Input for this task:
--- START ---

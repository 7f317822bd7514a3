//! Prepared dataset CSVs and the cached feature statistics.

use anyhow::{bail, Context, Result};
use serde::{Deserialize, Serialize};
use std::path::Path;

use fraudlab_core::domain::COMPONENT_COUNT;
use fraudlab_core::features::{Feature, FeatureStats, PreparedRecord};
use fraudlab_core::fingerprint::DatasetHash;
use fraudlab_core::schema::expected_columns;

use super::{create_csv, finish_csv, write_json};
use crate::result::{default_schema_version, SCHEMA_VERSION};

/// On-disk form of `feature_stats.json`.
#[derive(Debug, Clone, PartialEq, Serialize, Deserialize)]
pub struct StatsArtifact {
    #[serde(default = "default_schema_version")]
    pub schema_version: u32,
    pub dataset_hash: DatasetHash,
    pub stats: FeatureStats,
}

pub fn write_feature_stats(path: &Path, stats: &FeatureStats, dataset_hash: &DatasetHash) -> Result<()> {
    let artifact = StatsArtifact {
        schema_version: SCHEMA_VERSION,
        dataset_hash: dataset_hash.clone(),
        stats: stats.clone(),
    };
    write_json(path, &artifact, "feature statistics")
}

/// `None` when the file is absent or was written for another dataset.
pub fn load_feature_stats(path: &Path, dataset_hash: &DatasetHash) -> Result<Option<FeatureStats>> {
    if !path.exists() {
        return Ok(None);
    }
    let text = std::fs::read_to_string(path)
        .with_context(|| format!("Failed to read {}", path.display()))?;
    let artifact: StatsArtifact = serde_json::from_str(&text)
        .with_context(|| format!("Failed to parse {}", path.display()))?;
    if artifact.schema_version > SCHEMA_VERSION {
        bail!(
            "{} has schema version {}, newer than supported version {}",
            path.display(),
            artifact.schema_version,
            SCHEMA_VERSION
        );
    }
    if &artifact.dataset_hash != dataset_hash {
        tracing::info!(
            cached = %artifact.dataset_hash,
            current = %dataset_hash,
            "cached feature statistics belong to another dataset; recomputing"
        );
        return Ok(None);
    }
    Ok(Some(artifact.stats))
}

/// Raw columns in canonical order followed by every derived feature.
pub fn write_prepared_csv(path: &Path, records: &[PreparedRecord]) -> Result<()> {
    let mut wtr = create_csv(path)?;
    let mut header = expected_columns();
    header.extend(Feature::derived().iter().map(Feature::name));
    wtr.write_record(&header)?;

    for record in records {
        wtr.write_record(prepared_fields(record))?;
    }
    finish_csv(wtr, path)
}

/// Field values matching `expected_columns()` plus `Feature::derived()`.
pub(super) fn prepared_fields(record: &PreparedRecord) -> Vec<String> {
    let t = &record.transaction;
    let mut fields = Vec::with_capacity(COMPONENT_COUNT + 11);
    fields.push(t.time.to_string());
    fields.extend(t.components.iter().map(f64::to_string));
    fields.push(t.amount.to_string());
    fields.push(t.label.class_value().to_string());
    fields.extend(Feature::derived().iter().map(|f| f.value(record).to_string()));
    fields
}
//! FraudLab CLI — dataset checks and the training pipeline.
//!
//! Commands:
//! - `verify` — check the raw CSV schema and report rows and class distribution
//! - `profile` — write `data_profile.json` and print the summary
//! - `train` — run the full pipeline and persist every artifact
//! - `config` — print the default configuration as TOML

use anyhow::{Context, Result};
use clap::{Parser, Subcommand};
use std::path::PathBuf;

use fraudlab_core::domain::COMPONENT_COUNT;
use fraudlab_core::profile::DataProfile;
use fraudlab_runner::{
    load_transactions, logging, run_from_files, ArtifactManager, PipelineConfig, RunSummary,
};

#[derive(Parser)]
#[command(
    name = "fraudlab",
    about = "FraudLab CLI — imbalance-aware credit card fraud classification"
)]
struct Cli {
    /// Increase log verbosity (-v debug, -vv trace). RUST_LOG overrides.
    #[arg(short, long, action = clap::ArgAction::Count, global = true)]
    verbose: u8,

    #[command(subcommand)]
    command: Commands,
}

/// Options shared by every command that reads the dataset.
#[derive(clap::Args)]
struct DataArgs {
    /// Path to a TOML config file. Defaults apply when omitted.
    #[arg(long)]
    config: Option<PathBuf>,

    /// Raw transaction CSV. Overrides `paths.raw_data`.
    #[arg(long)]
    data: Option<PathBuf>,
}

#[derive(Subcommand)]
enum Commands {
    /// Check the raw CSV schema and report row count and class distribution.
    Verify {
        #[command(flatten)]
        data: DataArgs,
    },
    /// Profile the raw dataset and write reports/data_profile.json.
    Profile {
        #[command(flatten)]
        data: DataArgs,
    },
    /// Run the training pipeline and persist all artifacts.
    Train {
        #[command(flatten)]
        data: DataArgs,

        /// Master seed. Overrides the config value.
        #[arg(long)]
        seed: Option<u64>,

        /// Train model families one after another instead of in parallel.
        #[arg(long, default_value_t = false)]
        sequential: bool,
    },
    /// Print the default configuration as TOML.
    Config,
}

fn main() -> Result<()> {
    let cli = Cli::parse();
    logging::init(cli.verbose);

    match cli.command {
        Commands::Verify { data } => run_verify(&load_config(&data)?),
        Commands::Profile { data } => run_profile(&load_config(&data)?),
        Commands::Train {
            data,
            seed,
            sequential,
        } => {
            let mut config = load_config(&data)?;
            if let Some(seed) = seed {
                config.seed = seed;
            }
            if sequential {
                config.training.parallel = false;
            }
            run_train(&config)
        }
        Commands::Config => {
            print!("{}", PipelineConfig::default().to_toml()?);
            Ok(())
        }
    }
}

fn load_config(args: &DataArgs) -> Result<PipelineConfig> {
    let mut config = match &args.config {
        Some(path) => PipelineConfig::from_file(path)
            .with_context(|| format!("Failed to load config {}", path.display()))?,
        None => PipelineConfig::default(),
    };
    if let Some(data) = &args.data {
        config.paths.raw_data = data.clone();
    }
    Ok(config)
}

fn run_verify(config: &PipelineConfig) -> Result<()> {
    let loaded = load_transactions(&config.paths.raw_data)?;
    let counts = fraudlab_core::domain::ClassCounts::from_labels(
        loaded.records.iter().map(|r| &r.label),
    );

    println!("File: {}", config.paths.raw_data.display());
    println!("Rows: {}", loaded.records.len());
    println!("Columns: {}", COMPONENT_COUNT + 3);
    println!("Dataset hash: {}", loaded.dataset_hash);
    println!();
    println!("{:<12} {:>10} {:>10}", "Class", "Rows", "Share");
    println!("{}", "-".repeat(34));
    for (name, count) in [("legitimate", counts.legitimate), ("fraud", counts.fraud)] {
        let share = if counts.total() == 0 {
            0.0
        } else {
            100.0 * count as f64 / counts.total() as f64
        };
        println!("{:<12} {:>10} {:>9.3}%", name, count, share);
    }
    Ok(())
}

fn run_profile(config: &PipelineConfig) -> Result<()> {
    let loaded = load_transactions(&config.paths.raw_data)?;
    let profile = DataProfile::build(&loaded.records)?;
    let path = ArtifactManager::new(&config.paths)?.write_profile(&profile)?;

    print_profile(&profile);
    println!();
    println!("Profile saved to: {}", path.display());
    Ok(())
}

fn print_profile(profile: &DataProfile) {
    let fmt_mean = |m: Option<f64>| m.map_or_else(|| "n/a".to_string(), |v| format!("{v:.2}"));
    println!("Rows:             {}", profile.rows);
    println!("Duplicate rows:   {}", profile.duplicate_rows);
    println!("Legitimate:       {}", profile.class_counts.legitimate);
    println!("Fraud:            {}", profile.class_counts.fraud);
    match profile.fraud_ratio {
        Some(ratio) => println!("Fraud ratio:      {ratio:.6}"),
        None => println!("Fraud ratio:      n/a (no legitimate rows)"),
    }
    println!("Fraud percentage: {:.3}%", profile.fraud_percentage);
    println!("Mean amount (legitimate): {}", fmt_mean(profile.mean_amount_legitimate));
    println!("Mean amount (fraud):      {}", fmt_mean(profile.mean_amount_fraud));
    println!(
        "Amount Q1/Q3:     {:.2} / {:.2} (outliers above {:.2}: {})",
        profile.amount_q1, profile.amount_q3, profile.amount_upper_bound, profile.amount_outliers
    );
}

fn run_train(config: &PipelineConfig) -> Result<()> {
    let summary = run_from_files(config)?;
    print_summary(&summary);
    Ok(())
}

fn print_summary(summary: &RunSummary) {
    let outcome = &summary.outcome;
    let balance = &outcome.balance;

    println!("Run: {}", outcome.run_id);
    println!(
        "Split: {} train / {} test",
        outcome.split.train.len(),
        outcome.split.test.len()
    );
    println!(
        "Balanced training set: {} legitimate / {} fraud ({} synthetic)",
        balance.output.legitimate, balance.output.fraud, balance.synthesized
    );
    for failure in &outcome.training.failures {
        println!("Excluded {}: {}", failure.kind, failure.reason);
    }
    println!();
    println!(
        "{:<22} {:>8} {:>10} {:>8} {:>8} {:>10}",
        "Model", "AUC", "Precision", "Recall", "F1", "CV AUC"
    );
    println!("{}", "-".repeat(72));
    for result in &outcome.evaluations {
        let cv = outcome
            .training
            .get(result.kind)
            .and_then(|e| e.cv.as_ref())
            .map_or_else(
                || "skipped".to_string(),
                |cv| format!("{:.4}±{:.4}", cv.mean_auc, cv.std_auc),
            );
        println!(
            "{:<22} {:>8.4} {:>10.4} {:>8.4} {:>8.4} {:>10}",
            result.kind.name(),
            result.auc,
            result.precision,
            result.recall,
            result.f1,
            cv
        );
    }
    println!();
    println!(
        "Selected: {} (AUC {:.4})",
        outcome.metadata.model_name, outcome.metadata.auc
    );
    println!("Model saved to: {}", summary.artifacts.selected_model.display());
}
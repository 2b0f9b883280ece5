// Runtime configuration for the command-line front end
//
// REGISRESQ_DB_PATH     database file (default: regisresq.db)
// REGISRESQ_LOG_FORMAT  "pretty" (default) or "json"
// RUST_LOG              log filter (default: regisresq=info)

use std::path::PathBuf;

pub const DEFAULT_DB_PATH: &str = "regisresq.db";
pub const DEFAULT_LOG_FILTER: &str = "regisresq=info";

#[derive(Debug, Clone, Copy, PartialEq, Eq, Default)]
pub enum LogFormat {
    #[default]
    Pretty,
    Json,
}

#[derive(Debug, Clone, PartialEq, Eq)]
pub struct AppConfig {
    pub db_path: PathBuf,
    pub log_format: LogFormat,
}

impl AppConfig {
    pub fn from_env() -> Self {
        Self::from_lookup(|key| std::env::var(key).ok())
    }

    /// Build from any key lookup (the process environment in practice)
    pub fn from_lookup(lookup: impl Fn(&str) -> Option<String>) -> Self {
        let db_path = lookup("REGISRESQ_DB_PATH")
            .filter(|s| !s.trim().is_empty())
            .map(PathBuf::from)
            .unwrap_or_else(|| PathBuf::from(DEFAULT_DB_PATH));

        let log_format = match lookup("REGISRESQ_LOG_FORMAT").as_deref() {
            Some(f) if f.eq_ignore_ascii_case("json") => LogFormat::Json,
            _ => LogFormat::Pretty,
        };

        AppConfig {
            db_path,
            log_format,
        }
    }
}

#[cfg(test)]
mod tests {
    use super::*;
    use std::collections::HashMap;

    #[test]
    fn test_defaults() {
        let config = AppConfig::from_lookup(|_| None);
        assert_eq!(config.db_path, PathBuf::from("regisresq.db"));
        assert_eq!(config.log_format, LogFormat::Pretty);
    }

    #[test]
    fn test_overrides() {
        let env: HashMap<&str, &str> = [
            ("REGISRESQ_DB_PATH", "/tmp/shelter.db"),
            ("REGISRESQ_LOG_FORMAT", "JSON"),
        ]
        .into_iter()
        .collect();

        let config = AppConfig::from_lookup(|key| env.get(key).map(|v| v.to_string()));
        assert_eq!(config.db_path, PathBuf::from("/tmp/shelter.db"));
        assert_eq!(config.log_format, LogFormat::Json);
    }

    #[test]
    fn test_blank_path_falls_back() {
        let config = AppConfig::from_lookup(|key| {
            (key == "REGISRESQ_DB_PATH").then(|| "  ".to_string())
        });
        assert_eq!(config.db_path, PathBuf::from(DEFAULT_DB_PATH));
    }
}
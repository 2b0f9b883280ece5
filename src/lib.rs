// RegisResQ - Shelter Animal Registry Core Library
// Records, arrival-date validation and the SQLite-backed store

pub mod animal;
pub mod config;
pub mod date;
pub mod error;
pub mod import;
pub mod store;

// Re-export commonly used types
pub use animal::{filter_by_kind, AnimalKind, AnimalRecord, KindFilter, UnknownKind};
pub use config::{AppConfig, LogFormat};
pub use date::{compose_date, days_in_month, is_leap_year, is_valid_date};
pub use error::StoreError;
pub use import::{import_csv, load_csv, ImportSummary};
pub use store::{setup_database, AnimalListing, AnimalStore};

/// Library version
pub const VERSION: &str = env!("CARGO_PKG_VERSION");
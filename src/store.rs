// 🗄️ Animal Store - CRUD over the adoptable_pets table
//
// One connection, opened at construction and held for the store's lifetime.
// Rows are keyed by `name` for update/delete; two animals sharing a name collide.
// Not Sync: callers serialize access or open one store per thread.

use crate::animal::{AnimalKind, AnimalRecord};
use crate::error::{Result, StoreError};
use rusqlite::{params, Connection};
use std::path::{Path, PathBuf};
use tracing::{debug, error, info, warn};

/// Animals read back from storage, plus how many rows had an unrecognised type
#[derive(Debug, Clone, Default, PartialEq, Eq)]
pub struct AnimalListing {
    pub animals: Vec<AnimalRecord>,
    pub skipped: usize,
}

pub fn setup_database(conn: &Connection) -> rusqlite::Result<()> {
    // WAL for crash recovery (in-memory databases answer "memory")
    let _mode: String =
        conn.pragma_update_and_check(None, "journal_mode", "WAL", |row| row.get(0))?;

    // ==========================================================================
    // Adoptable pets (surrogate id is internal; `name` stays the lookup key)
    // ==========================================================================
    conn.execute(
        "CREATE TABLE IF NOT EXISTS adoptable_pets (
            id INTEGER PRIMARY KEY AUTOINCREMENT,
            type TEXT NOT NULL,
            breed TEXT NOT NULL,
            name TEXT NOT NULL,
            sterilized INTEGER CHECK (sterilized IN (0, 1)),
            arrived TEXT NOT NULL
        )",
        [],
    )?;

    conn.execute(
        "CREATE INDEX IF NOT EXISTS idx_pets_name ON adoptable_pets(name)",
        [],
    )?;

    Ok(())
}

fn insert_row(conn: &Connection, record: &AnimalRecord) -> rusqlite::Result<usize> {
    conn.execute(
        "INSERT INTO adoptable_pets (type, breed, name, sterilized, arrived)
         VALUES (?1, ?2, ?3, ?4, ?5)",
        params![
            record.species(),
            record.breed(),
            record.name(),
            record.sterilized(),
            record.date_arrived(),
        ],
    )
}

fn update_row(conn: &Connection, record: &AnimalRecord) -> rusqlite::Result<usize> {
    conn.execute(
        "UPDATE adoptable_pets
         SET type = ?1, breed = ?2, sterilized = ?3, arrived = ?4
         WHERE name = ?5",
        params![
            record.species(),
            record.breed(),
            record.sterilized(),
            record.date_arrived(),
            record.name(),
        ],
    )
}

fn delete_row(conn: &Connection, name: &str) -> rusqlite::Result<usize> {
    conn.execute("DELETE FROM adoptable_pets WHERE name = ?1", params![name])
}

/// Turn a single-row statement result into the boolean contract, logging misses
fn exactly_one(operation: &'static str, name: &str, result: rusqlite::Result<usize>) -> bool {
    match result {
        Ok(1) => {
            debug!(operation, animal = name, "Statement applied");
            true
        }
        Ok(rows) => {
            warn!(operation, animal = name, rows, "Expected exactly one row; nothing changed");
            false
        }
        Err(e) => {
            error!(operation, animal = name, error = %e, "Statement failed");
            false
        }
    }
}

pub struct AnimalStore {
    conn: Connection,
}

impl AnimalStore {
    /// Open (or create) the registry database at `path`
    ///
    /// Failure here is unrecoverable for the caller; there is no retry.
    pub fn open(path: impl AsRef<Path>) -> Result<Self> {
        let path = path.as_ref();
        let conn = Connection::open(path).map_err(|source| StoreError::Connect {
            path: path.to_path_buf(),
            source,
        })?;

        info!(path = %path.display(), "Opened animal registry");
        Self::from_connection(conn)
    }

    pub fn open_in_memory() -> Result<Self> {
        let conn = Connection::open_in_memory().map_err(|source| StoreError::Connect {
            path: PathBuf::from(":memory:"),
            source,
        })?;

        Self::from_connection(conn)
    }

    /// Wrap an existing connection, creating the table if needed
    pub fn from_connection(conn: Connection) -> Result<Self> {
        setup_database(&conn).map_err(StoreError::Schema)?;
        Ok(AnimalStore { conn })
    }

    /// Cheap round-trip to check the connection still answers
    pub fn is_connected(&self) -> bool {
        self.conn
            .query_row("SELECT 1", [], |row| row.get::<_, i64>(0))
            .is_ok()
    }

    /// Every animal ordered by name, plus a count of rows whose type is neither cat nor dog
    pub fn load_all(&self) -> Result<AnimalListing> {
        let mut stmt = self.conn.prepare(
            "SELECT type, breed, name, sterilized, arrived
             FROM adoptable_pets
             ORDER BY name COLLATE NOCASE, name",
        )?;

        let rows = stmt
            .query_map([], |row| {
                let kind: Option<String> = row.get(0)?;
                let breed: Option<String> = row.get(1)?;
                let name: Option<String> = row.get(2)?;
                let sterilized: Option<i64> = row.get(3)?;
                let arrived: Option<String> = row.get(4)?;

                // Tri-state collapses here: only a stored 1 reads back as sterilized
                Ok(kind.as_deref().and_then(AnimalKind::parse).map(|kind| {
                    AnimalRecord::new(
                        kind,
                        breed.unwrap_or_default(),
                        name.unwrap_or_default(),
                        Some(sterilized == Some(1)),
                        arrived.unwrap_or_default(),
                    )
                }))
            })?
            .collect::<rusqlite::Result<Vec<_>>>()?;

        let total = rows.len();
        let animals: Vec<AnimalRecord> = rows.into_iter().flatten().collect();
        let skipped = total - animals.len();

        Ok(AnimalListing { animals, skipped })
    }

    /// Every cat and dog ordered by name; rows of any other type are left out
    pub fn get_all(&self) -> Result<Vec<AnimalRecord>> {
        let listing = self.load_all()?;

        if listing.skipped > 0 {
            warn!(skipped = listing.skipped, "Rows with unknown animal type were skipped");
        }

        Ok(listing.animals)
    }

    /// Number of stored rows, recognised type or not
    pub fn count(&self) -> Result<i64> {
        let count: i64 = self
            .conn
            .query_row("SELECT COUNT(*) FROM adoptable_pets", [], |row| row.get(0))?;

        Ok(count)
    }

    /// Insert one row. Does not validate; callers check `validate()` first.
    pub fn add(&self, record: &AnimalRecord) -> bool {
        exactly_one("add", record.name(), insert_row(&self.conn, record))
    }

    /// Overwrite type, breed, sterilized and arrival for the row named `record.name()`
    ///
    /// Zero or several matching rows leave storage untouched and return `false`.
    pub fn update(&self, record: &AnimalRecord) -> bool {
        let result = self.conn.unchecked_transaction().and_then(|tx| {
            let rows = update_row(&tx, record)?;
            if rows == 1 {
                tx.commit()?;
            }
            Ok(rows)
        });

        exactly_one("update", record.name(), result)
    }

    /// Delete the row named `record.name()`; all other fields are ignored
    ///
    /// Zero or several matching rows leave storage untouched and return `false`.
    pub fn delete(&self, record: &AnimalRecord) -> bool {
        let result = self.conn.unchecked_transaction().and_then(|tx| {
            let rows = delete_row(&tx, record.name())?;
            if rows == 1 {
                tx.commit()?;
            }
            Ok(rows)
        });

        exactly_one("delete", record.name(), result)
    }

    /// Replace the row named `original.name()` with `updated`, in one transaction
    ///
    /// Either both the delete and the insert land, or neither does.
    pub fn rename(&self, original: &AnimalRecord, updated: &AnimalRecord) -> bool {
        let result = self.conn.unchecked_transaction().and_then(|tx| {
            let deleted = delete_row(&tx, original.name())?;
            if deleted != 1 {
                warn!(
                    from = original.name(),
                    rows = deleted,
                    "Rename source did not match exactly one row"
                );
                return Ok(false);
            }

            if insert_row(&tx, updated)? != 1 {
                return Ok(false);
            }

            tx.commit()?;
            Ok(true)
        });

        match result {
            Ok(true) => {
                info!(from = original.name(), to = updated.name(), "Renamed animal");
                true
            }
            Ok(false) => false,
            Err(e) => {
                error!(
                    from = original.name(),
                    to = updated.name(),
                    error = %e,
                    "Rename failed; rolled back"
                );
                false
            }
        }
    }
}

--- END ---

Task to carry out: Within the records above, count the lines that hold the word "NULL" and give only that number.

Output of the task: 4